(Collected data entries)
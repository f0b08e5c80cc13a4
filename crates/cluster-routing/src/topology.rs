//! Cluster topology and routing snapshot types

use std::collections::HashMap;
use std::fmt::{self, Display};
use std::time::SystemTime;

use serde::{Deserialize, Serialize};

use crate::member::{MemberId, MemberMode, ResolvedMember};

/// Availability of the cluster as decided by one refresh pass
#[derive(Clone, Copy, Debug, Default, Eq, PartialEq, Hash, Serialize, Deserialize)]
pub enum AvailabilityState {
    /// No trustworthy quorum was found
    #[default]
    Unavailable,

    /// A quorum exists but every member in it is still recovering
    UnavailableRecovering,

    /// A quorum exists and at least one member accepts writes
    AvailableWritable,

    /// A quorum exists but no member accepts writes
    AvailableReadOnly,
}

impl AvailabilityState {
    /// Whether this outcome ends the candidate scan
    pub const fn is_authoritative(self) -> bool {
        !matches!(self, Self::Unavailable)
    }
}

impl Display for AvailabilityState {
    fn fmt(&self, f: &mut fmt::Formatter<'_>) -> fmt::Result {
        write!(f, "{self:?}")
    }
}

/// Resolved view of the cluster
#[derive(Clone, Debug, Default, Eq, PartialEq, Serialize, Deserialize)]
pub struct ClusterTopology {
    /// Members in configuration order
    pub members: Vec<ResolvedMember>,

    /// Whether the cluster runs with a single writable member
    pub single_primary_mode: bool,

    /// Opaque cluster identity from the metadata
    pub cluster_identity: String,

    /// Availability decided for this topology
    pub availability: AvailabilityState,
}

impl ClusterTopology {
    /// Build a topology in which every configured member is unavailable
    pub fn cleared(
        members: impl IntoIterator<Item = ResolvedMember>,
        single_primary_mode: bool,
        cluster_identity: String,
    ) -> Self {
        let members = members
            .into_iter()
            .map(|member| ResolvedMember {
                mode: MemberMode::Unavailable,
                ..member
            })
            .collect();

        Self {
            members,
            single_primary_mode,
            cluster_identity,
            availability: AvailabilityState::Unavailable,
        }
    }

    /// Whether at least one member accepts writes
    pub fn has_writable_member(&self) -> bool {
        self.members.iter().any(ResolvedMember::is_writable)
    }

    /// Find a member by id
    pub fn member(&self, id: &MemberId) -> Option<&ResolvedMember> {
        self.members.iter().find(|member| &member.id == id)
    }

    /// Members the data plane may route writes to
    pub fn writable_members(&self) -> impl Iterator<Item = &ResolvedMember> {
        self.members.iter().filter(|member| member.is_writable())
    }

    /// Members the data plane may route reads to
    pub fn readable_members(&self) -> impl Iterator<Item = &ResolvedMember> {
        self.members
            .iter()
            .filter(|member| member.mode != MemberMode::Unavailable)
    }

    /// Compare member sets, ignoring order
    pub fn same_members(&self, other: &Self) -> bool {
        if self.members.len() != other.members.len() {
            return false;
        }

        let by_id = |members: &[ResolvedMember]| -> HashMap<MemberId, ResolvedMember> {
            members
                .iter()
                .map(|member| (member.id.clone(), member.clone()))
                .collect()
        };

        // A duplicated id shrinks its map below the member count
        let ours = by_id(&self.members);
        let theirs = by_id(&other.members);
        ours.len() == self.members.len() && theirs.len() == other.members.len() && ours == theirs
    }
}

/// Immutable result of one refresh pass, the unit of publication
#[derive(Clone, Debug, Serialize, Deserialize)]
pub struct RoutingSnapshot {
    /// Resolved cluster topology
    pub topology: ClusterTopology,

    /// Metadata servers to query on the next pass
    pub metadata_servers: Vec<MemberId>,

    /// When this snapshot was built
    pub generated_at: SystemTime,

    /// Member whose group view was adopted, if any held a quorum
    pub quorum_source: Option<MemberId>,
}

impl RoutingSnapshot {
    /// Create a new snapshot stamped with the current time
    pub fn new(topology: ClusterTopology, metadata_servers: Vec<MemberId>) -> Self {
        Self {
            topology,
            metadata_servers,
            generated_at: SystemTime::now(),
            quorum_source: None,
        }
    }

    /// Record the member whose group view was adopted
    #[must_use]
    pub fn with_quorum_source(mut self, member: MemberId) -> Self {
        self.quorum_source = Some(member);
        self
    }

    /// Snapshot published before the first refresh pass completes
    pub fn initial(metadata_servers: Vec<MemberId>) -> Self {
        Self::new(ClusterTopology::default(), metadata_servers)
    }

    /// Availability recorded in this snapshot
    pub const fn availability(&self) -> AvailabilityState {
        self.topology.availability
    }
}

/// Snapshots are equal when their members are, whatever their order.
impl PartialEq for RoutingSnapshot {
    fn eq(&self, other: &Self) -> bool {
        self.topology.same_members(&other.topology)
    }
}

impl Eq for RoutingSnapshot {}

* [WHAT THE TASK REQUIRES]
Wherever the word "Whether" turns up in the records above, copy the line that holds it.

* [WRITTEN ANSWER]
    /// Whether this outcome ends the candidate scan
    /// Whether the cluster runs with a single writable member
    /// Whether at least one member accepts writes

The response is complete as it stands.